Таким образом, агент полиции, который проник в революционную организацию и дает сведения полиции, или революционер, осведомляющий правительство или полицию, ео ipso еще не может считаться провокатором. Но если первый из них, наряду с этим, не только для видимости, для сохранения своего положения в партии выказывает сочувствие видам и задачам революции, но вместе с тем одновременно побуждает кого-нибудь, подстрекает кого-нибудь совершить преступление, то, несомненно, он будет провокатором, а второй из них, если он будет уловлен в том, что он играет двойную роль, что он в части сообщал о преступлениях революционеров правительству, а в части сам участвовал в тех преступлениях, несомненно, уже станет тягчайшим уголовным преступником. Но тот сотрудник полиции, который не подстрекает никого на преступление, который и сам не принимает участия в преступлении, почитаться провокатором не может.

Точно так же трудно допустить провокацию в среде закоренелых революционеров, в среде террористов, которые принимали сами участие в кровавом терроре и вовлекали в эти преступления множество лиц. Не странно ли говорить то же о провоцировании кем-либо таких лиц, как Гершуни, Гоц, Савинков, Каляев, Швейцер *, и др.? Но смысл и выражение запроса не оставляют никакого сомнения в том, что Азефу приписывается провокация в настоящем смысле этого слова, а также и активное, последовательное участие в целом ряде преступлений чисто государственных.

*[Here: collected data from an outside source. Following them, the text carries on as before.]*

//! # wikiwom-engine
//!
//! The Wiki Object Model (WOM): a DOM-style, editable view of a wikitext page
//! that is kept synchronized with the round-trippable AST produced by
//! [`wikiwom_syntax`]. Every WOM edit is applied to the AST in the same call,
//! so printing the AST always yields the edited page, and everything that
//! was not edited keeps its original spelling.
//!
//! ```
//! use wikiwom_config::WikiConfig;
//! use wikiwom_engine::WomDocument;
//!
//! let mut doc = WomDocument::parse("''x'' [[Category:Foo]]", WikiConfig::default(), "Demo").unwrap();
//! let italics = doc.elements_by_name("i").unwrap()[0];
//! doc.set_attribute(italics, "style", "color:red").unwrap();
//! doc.rename_category("foo", "Bar").unwrap();
//!
//! assert_eq!(
//!     doc.to_wikitext().unwrap(),
//!     "<i style=\"color:red\">x</i> [[Category:Bar]]"
//! );
//! ```
//!
//! ## Module Structure
//!
//! - [`document`] - node table, queries and node creation
//! - [`factory`] - building a WOM over a parsed AST
//! - [`content`] - child operations and native-to-generic conversion
//! - [`attributes`] - descriptor tables and the attribute pipeline
//! - [`category`] - page categories and their link analogs
//! - [`accessors`] - typed properties over the attribute store
//! - [`toolbox`] - AST list surgery and canonical glue
//! - [`validate`] - value validators
//! - [`builder`] - building pages from scratch

pub mod accessors;
pub mod attributes;
pub mod builder;
pub mod category;
pub mod content;
pub mod document;
pub mod error;
pub mod factory;
pub mod toolbox;
pub mod validate;

pub use accessors::{HorizAlign, ValueWithUnit};
pub use attributes::AttributeView;
pub use content::{ContentModel, native_to_generic};
pub use document::{ElementRepr, WomDocument, WomId, WomKind, WomNodeType};
pub use error::{Result, WomError};
pub use factory::{BuildOptions, UnsupportedElements};
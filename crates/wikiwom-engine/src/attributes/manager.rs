//! The attribute pipeline.
//!
//! A write resolves its descriptor, lets it verify and rewrite the value,
//! normalizes whitespace and, for synced attributes, mirrors the value into
//! an `XmlAttribute` of the element's generic representation before it is
//! committed to the store. Everything that can reject the write runs before
//! the first mutation.

use log::{debug, warn};
use wikiwom_syntax::{NodeId, NodeKind};

use super::{Attribute, AttributeDescriptor, AttributeView, normalize, resolve};
use crate::document::{WomDocument, WomId};
use crate::error::{Result, WomError};
use crate::toolbox;
use crate::validate;

impl WomDocument {
    fn descriptor(&self, id: WomId, name: &str) -> Result<&'static AttributeDescriptor> {
        let kind = self.kind(id)?;
        resolve(kind, name).ok_or_else(|| {
            WomError::validation(format!(
                "<{}> does not support attribute `{name}`",
                kind.node_name()
            ))
        })
    }

    pub fn get_attribute(&self, id: WomId, name: &str) -> Result<Option<&str>> {
        let key = name.to_ascii_lowercase();
        Ok(self
            .node(id)?
            .attributes
            .iter()
            .find(|attr| attr.name == key)
            .map(|attr| attr.value.as_str()))
    }

    /// The attribute as a node, including the AST node mirroring it.
    pub fn attribute_node(&self, id: WomId, name: &str) -> Result<Option<AttributeView>> {
        let key = name.to_ascii_lowercase();
        Ok(self
            .node(id)?
            .attributes
            .iter()
            .find(|attr| attr.name == key)
            .map(AttributeView::from))
    }

    pub fn attributes(&self, id: WomId) -> Result<Vec<AttributeView>> {
        Ok(self
            .node(id)?
            .attributes
            .iter()
            .map(AttributeView::from)
            .collect())
    }

    /// Set an attribute, returning the previous value.
    ///
    /// A verifier may turn the write into a removal (an empty page namespace,
    /// for instance). Setting a synced attribute on a natively represented
    /// element first converts it to its generic XML form.
    pub fn set_attribute(&mut self, id: WomId, name: &str, value: &str) -> Result<Option<String>> {
        let descriptor = self.descriptor(id, name)?;
        let Some(verified) = (descriptor.verify)(self, id, value)? else {
            return self.remove_attribute(id, name);
        };
        let value = normalize(descriptor.normalization, &verified);
        let old = self.commit_attribute(id, descriptor, name, value.clone())?;
        if let Some(action) = descriptor.custom_action {
            action(self, id, old.as_deref(), Some(&value))?;
        }
        Ok(old)
    }

    /// Set an attribute without verification or custom action.
    ///
    /// Used while building the WOM, where the AST is the source of truth and
    /// rejecting a value would lose it.
    pub fn set_attribute_unchecked(
        &mut self,
        id: WomId,
        name: &str,
        value: &str,
    ) -> Result<Option<String>> {
        let descriptor = self.descriptor(id, name)?;
        let value = normalize(descriptor.normalization, value);
        self.commit_attribute(id, descriptor, name, value)
    }

    pub fn remove_attribute(&mut self, id: WomId, name: &str) -> Result<Option<String>> {
        let descriptor = self.descriptor(id, name)?;
        if !descriptor.removable {
            return Err(WomError::unsupported(format!(
                "attribute `{name}` cannot be removed"
            )));
        }
        let key = name.to_ascii_lowercase();
        let Some(index) = self.node(id)?.attributes.iter().position(|a| a.name == key) else {
            return Ok(None);
        };
        if let Some(attr) = self.node(id)?.attributes[index].ast {
            let (list, _) = self.xml_attribute_lists(id)?;
            toolbox::remove(&mut self.ast, list, attr)?;
        }
        let old = self.node_mut(id)?.attributes.remove(index);
        if let Some(action) = descriptor.custom_action {
            action(self, id, Some(&old.value), None)?;
        }
        Ok(Some(old.value))
    }

    fn commit_attribute(
        &mut self,
        id: WomId,
        descriptor: &AttributeDescriptor,
        name: &str,
        value: String,
    ) -> Result<Option<String>> {
        let key = name.to_ascii_lowercase();
        let existing = self
            .node(id)?
            .attributes
            .iter()
            .position(|attr| attr.name == key);

        let mut ast = self.stored_ast(id, existing)?;
        if descriptor.sync_to_ast {
            validate::check_valid_xml_name(&key)?;
            self.promote(id)?;
            let current = self.stored_ast(id, existing)?;
            ast = Some(self.write_xml_attribute(id, &key, &value, current)?);
        }

        let attributes = &mut self.node_mut(id)?.attributes;
        Ok(match existing {
            Some(index) => {
                let attr = &mut attributes[index];
                attr.ast = ast;
                Some(std::mem::replace(&mut attr.value, value))
            }
            None => {
                attributes.push(Attribute {
                    name: key,
                    value,
                    ast,
                });
                None
            }
        })
    }

    fn stored_ast(&self, id: WomId, index: Option<usize>) -> Result<Option<NodeId>> {
        Ok(index.and_then(|i| self.node(id).ok()?.attributes.get(i)?.ast))
    }

    /// The attribute list of the generic element backing `id`, and the
    /// element itself.
    fn xml_attribute_lists(&self, id: WomId) -> Result<(NodeId, NodeId)> {
        let element = self.generic_node(id)?;
        match self.ast.kind(element)? {
            NodeKind::XmlElement { attributes, .. } => Ok((*attributes, element)),
            other => Err(WomError::invariant(format!(
                "generic element is backed by a {} node",
                other.name()
            ))),
        }
    }

    /// Mirror a value into the AST, updating `existing` in place when given.
    fn write_xml_attribute(
        &mut self,
        id: WomId,
        name: &str,
        value: &str,
        existing: Option<NodeId>,
    ) -> Result<NodeId> {
        let (list, element) = self.xml_attribute_lists(id)?;
        let items = toolbox::encode_value(&mut self.ast, value);

        if let Some(attr) = existing {
            let (value_list, quoted) = match self.ast.kind(attr)? {
                NodeKind::XmlAttribute {
                    value, has_value, ..
                } => {
                    let quoted = *has_value
                        && self
                            .ast
                            .rtd(attr)?
                            .and_then(|rtd| rtd.slot(0))
                            .is_some_and(|head| head.ends_with('"'));
                    (*value, quoted)
                }
                other => {
                    return Err(WomError::invariant(format!(
                        "attribute is backed by a {} node",
                        other.name()
                    )));
                }
            };
            *self.ast.list_mut(value_list)? = items;
            if let NodeKind::XmlAttribute { has_value, .. } = self.ast.kind_mut(attr)? {
                *has_value = true;
            }
            if !quoted {
                self.ast
                    .set_rtd(attr, Some(toolbox::xml_attribute_rtd(name, true)))?;
            }
            debug!("Updated attribute `{name}` of element {element}");
            return Ok(attr);
        }

        let value = self.ast.new_list(items);
        let attr = self.ast.alloc(NodeKind::XmlAttribute {
            name: name.to_string(),
            has_value: true,
            value,
        });
        self.ast
            .set_rtd(attr, Some(toolbox::xml_attribute_rtd(name, true)))?;
        toolbox::append(&mut self.ast, list, attr)?;
        debug!("Added attribute `{name}` to element {element}");
        Ok(attr)
    }

    /// Write every synced attribute that has no AST node yet. Called right
    /// after an element became generic.
    pub(crate) fn write_pending_attributes(&mut self, id: WomId) -> Result<()> {
        let pending: Vec<(usize, String, String)> = self
            .node(id)?
            .attributes
            .iter()
            .enumerate()
            .filter(|(_, attr)| attr.ast.is_none())
            .filter(|(_, attr)| {
                resolve(self.nodes[id.index()].kind, &attr.name).is_some_and(|d| d.sync_to_ast)
            })
            .map(|(i, attr)| (i, attr.name.clone(), attr.value.clone()))
            .collect();
        for (index, name, value) in pending {
            let attr = self.write_xml_attribute(id, &name, &value, None)?;
            self.node_mut(id)?.attributes[index].ast = Some(attr);
        }
        Ok(())
    }

    /// Record an attribute read from the AST without writing anything back.
    pub(crate) fn adopt_attribute(
        &mut self,
        id: WomId,
        name: &str,
        value: &str,
        ast: NodeId,
    ) -> Result<()> {
        let Some(descriptor) = resolve(self.kind(id)?, name) else {
            warn!("Ignoring attribute `{name}` without a descriptor on {id}");
            return Ok(());
        };
        let key = name.to_ascii_lowercase();
        let value = normalize(descriptor.normalization, value);
        let node = self.node_mut(id)?;
        if node.attributes.iter().any(|attr| attr.name == key) {
            warn!("Ignoring duplicate attribute `{key}`");
            return Ok(());
        }
        node.attributes.push(Attribute {
            name: key,
            value,
            ast: Some(ast),
        });
        Ok(())
    }
}
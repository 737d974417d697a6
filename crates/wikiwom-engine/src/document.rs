//! # WOM Document
//!
//! The document owns both trees: the AST arena, which is what gets printed,
//! and the WOM node table layered over it. Every WOM element points at the
//! AST node that represents it:
//!
//! ```text
//! WOM                          AST
//! Page ─────────────────────── Page
//! ├── Body ─────────────────── List (page content)
//! │   └── Italics (generic) ── XmlElement <i>
//! │       └── Text ─────────── Text
//! └── Category "Foo" ───────── InternalLink [[Category:Foo]] (+ more analogs)
//! ```
//!
//! An element is either *native* (backed by the dedicated wikitext node,
//! e.g. `''x''`) or *generic* (backed by an `XmlElement`, e.g. `<i>x</i>`).
//! Native elements are promoted to generic the first time an attribute that
//! has to be written as XML is set on them.
//!
//! Categories are the exception: they are backed by every category link on
//! the page that names them (their *analogs*), the most recently added one
//! being canonical.
//!
//! Nodes created through the `create_*` methods start detached and are
//! attached with the child operations in [`content`](crate::content).

use std::collections::{BTreeMap, HashMap};
use std::fmt;

use wikiwom_config::WikiConfig;
use wikiwom_syntax::printer::print_document;
use wikiwom_syntax::{Ast, NodeId, NodeKind};

use crate::attributes::Attribute;
use crate::attributes::descriptors;
use crate::error::{Result, WomError};
use crate::toolbox;
use crate::validate;

/// Index of a node in a [`WomDocument`].
#[derive(Debug, Clone, Copy, PartialEq, Eq, PartialOrd, Ord, Hash)]
pub struct WomId(u32);

impl WomId {
    pub fn index(self) -> usize {
        self.0 as usize
    }
}

impl fmt::Display for WomId {
    fn fmt(&self, f: &mut fmt::Formatter<'_>) -> fmt::Result {
        write!(f, "@{}", self.0)
    }
}

#[derive(Debug, Clone, Copy, PartialEq, Eq, Hash)]
pub enum WomKind {
    Page,
    Body,
    Paragraph,
    Bold,
    Italics,
    HorizontalRule,
    Div,
    /// `[[target]]` link to another page
    PageLink,
    Text,
    Comment,
    Category,
    /// XML element kept as-is because no WOM type exists for it
    Opaque,
}

/// The DOM-level type of a node.
#[derive(Debug, Clone, Copy, PartialEq, Eq)]
pub enum WomNodeType {
    Document,
    Element,
    Attribute,
    Text,
    Comment,
}

impl WomKind {
    pub fn node_name(self) -> &'static str {
        match self {
            WomKind::Page => "page",
            WomKind::Body => "body",
            WomKind::Paragraph => "p",
            WomKind::Bold => "b",
            WomKind::Italics => "i",
            WomKind::HorizontalRule => "hr",
            WomKind::Div => "div",
            WomKind::PageLink => "link",
            WomKind::Text => "#text",
            WomKind::Comment => "#comment",
            WomKind::Category => "category",
            WomKind::Opaque => "#opaque",
        }
    }

    pub fn node_type(self) -> WomNodeType {
        match self {
            WomKind::Page => WomNodeType::Document,
            WomKind::Text => WomNodeType::Text,
            WomKind::Comment => WomNodeType::Comment,
            _ => WomNodeType::Element,
        }
    }

    /// Tag used for the generic representation.
    pub(crate) fn tag(self) -> Option<&'static str> {
        match self {
            WomKind::Paragraph => Some("p"),
            WomKind::Bold => Some("b"),
            WomKind::Italics => Some("i"),
            WomKind::HorizontalRule => Some("hr"),
            WomKind::Div => Some("div"),
            _ => None,
        }
    }
}

/// The AST node an element is stored as.
#[derive(Debug, Clone, Copy, PartialEq, Eq)]
pub enum ElementRepr {
    /// Dedicated wikitext syntax
    Native(NodeId),
    /// An `XmlElement`
    Generic(NodeId),
}

impl ElementRepr {
    pub fn node(self) -> NodeId {
        match self {
            ElementRepr::Native(id) | ElementRepr::Generic(id) => id,
        }
    }
}

/// One category link backing a category element.
#[derive(Debug, Clone, Copy, PartialEq, Eq)]
pub(crate) struct CategoryAnalog {
    pub container: NodeId,
    pub link: NodeId,
}

#[derive(Debug, Clone)]
pub(crate) struct WomNode {
    pub kind: WomKind,
    pub parent: Option<WomId>,
    pub children: Vec<WomId>,
    /// `None` for categories, which are backed by their analogs instead
    pub repr: Option<ElementRepr>,
    pub attributes: Vec<Attribute>,
    pub analogs: Vec<CategoryAnalog>,
}

/// A page as an editable object model synchronized with its wikitext AST.
#[derive(Debug, Clone)]
pub struct WomDocument {
    pub(crate) ast: Ast,
    pub(crate) config: WikiConfig,
    pub(crate) nodes: Vec<WomNode>,
    pub(crate) page: WomId,
    pub(crate) body: WomId,
    /// Attached categories by lower-cased name
    pub(crate) categories: BTreeMap<String, WomId>,
    /// Every category link that backs a category element
    pub(crate) category_links: HashMap<NodeId, WomId>,
}

impl WomDocument {
    /// An empty page.
    pub fn new(config: WikiConfig, title: &str) -> Result<Self> {
        Self::with_ast(Ast::new(), config, title)
    }

    /// Page and body over an existing AST; the body is left empty.
    pub(crate) fn with_ast(ast: Ast, config: WikiConfig, title: &str) -> Result<Self> {
        let title = title.trim();
        validate::check_valid_title(Some(title))?;

        let (root, content) = (ast.root(), ast.page_content());
        let mut doc = Self {
            ast,
            config,
            nodes: Vec::new(),
            page: WomId(0),
            body: WomId(0),
            categories: BTreeMap::new(),
            category_links: HashMap::new(),
        };
        doc.page = doc.alloc(WomKind::Page, Some(ElementRepr::Native(root)));
        doc.body = doc.alloc(WomKind::Body, Some(ElementRepr::Native(content)));
        doc.nodes[doc.body.index()].parent = Some(doc.page);
        doc.nodes[doc.page.index()].children.push(doc.body);
        doc.set_attribute_unchecked(doc.page, "title", title)?;
        Ok(doc)
    }

    pub(crate) fn alloc(&mut self, kind: WomKind, repr: Option<ElementRepr>) -> WomId {
        let id = WomId(self.nodes.len() as u32);
        self.nodes.push(WomNode {
            kind,
            parent: None,
            children: Vec::new(),
            repr,
            attributes: Vec::new(),
            analogs: Vec::new(),
        });
        id
    }

    pub(crate) fn node(&self, id: WomId) -> Result<&WomNode> {
        self.nodes
            .get(id.index())
            .ok_or_else(|| WomError::invariant(format!("unknown WOM node {id}")))
    }

    pub(crate) fn node_mut(&mut self, id: WomId) -> Result<&mut WomNode> {
        self.nodes
            .get_mut(id.index())
            .ok_or_else(|| WomError::invariant(format!("unknown WOM node {id}")))
    }

    pub fn config(&self) -> &WikiConfig {
        &self.config
    }

    pub fn ast(&self) -> &Ast {
        &self.ast
    }

    pub fn page(&self) -> WomId {
        self.page
    }

    pub fn body(&self) -> WomId {
        self.body
    }

    pub fn kind(&self, id: WomId) -> Result<WomKind> {
        Ok(self.node(id)?.kind)
    }

    pub fn parent(&self, id: WomId) -> Result<Option<WomId>> {
        Ok(self.node(id)?.parent)
    }

    pub fn children(&self, id: WomId) -> Result<&[WomId]> {
        Ok(&self.node(id)?.children)
    }

    pub fn node_type(&self, id: WomId) -> Result<WomNodeType> {
        Ok(self.kind(id)?.node_type())
    }

    /// The element name; opaque elements report the tag they were read from.
    pub fn node_name(&self, id: WomId) -> Result<String> {
        let kind = self.kind(id)?;
        if kind == WomKind::Opaque
            && let NodeKind::XmlElement { name, .. } = self.ast.kind(self.native_node(id)?)?
        {
            return Ok(name.clone());
        }
        Ok(kind.node_name().to_string())
    }

    /// The AST node currently representing `id`.
    ///
    /// For a category this is its canonical analog, or `None` once the
    /// category has been removed from the page.
    pub fn as_ast_node(&self, id: WomId) -> Result<Option<NodeId>> {
        let node = self.node(id)?;
        Ok(match node.repr {
            Some(repr) => Some(repr.node()),
            None => node.analogs.last().map(|analog| analog.link),
        })
    }

    pub fn is_generic(&self, id: WomId) -> Result<bool> {
        Ok(matches!(self.node(id)?.repr, Some(ElementRepr::Generic(_))))
    }

    /// The backing node of a non-category element.
    pub(crate) fn native_node(&self, id: WomId) -> Result<NodeId> {
        self.node(id)?
            .repr
            .map(ElementRepr::node)
            .ok_or_else(|| WomError::invariant(format!("{id} has no single backing AST node")))
    }

    pub(crate) fn generic_node(&self, id: WomId) -> Result<NodeId> {
        match self.node(id)?.repr {
            Some(ElementRepr::Generic(node)) => Ok(node),
            _ => Err(WomError::invariant(format!("{id} is not a generic element"))),
        }
    }

    /// Whether `ancestor` is `id` or lies on its parent chain.
    pub(crate) fn is_ancestor_or_self(&self, ancestor: WomId, id: WomId) -> Result<bool> {
        let mut cursor = Some(id);
        while let Some(current) = cursor {
            if current == ancestor {
                return Ok(true);
            }
            cursor = self.parent(current)?;
        }
        Ok(false)
    }

    /// All nodes below `id` in document order, excluding `id`.
    pub fn descendants(&self, id: WomId) -> Result<Vec<WomId>> {
        let mut out = Vec::new();
        let mut stack: Vec<WomId> = self.children(id)?.iter().rev().copied().collect();
        while let Some(next) = stack.pop() {
            out.push(next);
            stack.extend(self.children(next)?.iter().rev());
        }
        Ok(out)
    }

    /// Elements with the given node name, in document order.
    pub fn elements_by_name(&self, name: &str) -> Result<Vec<WomId>> {
        let mut out = Vec::new();
        for id in self.descendants(self.page)? {
            if self.node_name(id)?.eq_ignore_ascii_case(name) {
                out.push(id);
            }
        }
        Ok(out)
    }

    /// Print the AST back to wikitext.
    pub fn to_wikitext(&self) -> Result<String> {
        Ok(print_document(&self.ast)?)
    }

    /// Indented outline of the WOM, one node per line with its attributes.
    pub fn dump(&self) -> String {
        let mut out = String::new();
        self.dump_into(self.page, 0, &mut out);
        out
    }

    fn dump_into(&self, id: WomId, depth: usize, out: &mut String) {
        let Ok(node) = self.node(id) else {
            return;
        };
        let name = self
            .node_name(id)
            .unwrap_or_else(|_| node.kind.node_name().to_string());
        out.push_str(&format!("{:indent$}{name}", "", indent = depth * 2));
        match node.kind {
            WomKind::Text | WomKind::Comment => {
                if let Ok(text) = self.text_content(id) {
                    out.push_str(&format!(" {text:?}"));
                }
            }
            _ => {
                for attr in &node.attributes {
                    out.push_str(&format!(" {}={:?}", attr.name, attr.value));
                }
            }
        }
        if matches!(node.repr, Some(ElementRepr::Generic(_))) {
            out.push_str(" (xml)");
        }
        out.push('\n');
        for child in &node.children {
            self.dump_into(*child, depth + 1, out);
        }
    }

    /// Text of a text node, or the comment text of a comment node.
    pub fn text_content(&self, id: WomId) -> Result<String> {
        let node = self.native_node(id)?;
        match (self.kind(id)?, self.ast.kind(node)?) {
            (WomKind::Comment, NodeKind::XmlComment(text)) => Ok(text.clone()),
            (WomKind::Text, _) => toolbox::to_text(&self.ast, node),
            (kind, _) => Err(WomError::unsupported(format!(
                "<{}> has no text content",
                kind.node_name()
            ))),
        }
    }
}

// =============================================================================
// Node creation

impl WomDocument {
    fn create_native(&mut self, kind: WomKind, ast_kind: NodeKind) -> Result<WomId> {
        let node = self.ast.alloc(ast_kind);
        toolbox::add_rtd(&mut self.ast, node)?;
        Ok(self.alloc(kind, Some(ElementRepr::Native(node))))
    }

    pub fn create_paragraph(&mut self) -> Result<WomId> {
        let content = self.ast.new_list(Vec::new());
        self.create_native(WomKind::Paragraph, NodeKind::Paragraph { content })
    }

    pub fn create_bold(&mut self) -> Result<WomId> {
        let content = self.ast.new_list(Vec::new());
        self.create_native(WomKind::Bold, NodeKind::Bold { content })
    }

    pub fn create_italics(&mut self) -> Result<WomId> {
        let content = self.ast.new_list(Vec::new());
        self.create_native(WomKind::Italics, NodeKind::Italics { content })
    }

    pub fn create_horizontal_rule(&mut self) -> Result<WomId> {
        self.create_native(WomKind::HorizontalRule, NodeKind::HorizontalRule)
    }

    /// `<div>` has no wikitext syntax, so it is always generic.
    pub fn create_div(&mut self) -> Result<WomId> {
        let attributes = self.ast.new_list(Vec::new());
        let body = self.ast.new_list(Vec::new());
        let node = self.ast.alloc(NodeKind::XmlElement {
            name: "div".to_string(),
            empty: false,
            attributes,
            body,
        });
        toolbox::add_rtd(&mut self.ast, node)?;
        Ok(self.alloc(WomKind::Div, Some(ElementRepr::Generic(node))))
    }

    pub fn create_page_link(&mut self, target: &str) -> Result<WomId> {
        let Some(target) = descriptors::link_target(self, self.page, target)? else {
            return Err(WomError::validation("a page link needs a target"));
        };
        let title = self.ast.new_list(Vec::new());
        let id = self.create_native(
            WomKind::PageLink,
            NodeKind::InternalLink {
                target: target.clone(),
                title,
            },
        )?;
        self.set_attribute_unchecked(id, "target", &target)?;
        Ok(id)
    }

    pub fn create_text(&mut self, text: &str) -> Result<WomId> {
        let node = self.ast.alloc(NodeKind::Text(text.to_string()));
        Ok(self.alloc(WomKind::Text, Some(ElementRepr::Native(node))))
    }

    pub fn create_comment(&mut self, text: &str) -> Result<WomId> {
        validate::check_valid_comment_text(text)?;
        self.create_native(WomKind::Comment, NodeKind::XmlComment(text.to_string()))
    }
}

Кто же такой Азеф? Я ни защищать, ни обвинять его не буду. Такой же сотрудник полиции, как и многие другие, он наделен в настоящее время какими-то легендарными свойствами. Авторами запроса ему приписывается, с одной стороны, железная энергия и сила характера, при чем сведения эти почерпнуты из заметки «Нового времени», которой почему-то приписывается и придается чуть ли не официозный характер. С другой стороны, ему приписывается целый ряд преступлений, почерпнутых из источников чисто революционных. Правительство же, как я сказал, может опираться только на фактический материал, а считаться с разговорами, которые, несомненно, должны были создаться вокруг такого дела, с разговорами характера чисто романического, фельетонного на тему «Тайны департамента полиции», оно, конечно, не может.